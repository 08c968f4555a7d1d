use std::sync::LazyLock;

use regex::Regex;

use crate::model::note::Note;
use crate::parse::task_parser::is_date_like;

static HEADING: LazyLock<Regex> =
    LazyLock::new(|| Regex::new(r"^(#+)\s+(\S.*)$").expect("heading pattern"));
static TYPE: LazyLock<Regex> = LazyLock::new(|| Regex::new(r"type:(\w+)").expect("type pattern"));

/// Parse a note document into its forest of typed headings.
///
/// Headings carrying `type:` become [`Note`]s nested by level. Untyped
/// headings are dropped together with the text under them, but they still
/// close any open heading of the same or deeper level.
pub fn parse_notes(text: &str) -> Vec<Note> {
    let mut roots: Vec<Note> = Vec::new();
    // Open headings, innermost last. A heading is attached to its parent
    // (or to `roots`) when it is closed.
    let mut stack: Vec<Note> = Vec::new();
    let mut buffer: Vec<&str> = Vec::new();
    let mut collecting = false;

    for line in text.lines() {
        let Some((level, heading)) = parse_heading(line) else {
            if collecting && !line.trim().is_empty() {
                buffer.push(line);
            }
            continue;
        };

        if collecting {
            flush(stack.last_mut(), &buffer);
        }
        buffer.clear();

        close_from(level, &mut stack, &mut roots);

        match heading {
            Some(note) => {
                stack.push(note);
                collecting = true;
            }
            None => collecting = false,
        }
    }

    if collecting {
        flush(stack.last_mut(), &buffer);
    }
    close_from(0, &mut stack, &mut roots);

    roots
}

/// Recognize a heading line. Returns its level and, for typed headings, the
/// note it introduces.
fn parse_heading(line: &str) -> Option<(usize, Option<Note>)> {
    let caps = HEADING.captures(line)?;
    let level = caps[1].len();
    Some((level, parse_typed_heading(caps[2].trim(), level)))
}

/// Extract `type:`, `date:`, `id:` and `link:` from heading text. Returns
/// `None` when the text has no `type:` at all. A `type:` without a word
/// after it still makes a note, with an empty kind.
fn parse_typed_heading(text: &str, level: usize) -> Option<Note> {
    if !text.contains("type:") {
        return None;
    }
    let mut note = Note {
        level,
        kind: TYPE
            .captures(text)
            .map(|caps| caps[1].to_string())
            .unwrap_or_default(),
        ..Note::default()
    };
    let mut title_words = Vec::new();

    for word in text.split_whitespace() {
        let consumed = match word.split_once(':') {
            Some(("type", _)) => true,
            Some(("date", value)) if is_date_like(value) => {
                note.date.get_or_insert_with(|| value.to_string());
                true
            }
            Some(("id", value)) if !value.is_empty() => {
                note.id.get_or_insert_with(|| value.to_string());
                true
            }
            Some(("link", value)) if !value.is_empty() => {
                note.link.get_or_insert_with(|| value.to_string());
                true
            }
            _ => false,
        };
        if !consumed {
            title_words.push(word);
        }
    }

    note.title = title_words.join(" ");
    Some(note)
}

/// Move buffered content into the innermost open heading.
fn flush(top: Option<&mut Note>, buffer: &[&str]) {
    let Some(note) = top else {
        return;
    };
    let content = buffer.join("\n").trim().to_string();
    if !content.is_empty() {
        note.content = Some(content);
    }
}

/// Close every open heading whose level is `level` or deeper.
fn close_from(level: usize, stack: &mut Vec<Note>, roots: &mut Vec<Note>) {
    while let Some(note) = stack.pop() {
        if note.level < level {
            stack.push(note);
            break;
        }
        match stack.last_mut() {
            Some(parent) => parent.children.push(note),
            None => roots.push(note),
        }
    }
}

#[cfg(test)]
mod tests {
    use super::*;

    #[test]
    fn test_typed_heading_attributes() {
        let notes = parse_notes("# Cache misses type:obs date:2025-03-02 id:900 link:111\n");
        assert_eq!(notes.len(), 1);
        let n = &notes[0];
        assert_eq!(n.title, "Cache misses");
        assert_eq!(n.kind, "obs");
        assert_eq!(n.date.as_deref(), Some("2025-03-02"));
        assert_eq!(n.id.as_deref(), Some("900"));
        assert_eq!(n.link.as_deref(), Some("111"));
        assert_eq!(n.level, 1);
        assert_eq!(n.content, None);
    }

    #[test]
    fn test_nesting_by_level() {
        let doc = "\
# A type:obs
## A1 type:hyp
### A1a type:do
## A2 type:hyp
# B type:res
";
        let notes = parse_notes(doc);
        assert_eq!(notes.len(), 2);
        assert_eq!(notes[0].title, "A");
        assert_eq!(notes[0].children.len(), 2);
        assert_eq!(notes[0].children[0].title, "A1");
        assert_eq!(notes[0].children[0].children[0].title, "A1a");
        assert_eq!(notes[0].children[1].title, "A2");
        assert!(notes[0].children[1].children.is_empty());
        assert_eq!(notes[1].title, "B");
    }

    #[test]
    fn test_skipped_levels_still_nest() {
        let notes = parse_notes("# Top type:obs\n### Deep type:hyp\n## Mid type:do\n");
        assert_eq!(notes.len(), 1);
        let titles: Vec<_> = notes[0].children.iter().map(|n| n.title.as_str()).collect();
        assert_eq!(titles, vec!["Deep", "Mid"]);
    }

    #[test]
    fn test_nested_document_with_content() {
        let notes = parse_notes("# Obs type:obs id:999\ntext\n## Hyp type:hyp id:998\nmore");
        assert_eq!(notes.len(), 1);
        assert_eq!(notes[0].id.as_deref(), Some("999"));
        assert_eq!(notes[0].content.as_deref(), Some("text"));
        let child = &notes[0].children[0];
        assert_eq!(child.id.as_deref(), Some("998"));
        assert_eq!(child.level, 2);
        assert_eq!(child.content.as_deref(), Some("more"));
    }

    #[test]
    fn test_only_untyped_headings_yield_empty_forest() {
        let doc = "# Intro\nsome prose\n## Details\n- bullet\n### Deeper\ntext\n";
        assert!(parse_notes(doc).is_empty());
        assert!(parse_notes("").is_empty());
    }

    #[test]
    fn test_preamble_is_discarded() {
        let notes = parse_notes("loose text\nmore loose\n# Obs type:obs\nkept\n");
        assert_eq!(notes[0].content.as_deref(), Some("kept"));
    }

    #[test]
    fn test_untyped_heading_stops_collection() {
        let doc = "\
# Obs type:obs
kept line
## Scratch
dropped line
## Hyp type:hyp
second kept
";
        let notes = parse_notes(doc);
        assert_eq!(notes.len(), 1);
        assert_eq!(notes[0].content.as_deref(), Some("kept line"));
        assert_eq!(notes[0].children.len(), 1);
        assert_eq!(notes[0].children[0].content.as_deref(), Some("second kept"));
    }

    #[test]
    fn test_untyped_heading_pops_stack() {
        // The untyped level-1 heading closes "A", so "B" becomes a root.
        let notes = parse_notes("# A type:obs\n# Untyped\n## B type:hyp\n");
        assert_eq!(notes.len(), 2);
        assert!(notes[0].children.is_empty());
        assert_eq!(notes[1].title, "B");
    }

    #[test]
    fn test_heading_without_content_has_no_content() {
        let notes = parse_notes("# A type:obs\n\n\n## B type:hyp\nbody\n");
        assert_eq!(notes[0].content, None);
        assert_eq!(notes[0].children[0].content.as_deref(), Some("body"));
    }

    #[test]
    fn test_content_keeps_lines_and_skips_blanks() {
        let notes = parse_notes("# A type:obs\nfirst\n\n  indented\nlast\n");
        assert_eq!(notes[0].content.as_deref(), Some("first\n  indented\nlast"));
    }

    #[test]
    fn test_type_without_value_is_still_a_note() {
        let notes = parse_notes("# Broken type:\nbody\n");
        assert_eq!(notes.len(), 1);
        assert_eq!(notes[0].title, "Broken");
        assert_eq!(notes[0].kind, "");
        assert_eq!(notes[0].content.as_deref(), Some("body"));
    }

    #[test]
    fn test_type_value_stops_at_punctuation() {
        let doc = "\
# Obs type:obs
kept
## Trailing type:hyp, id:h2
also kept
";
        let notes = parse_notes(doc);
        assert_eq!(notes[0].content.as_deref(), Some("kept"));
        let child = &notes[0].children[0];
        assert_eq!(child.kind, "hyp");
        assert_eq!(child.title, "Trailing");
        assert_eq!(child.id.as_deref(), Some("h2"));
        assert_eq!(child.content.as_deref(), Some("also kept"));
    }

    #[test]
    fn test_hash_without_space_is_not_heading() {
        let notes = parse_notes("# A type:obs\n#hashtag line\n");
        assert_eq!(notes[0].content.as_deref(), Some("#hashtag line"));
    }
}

* * *

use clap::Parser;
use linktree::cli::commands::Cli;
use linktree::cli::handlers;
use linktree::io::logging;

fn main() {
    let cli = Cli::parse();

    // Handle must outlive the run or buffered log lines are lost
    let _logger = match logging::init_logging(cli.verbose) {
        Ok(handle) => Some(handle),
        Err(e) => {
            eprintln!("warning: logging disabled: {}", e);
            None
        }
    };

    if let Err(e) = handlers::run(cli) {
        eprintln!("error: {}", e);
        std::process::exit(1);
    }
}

§ Exercise directions
Copy each line of the data that contains the word "collecting".

§ Answer for the task
    let mut collecting = false;
            if collecting && !line.trim().is_empty() {
        if collecting {
                collecting = true;
            None => collecting = false,
    if collecting {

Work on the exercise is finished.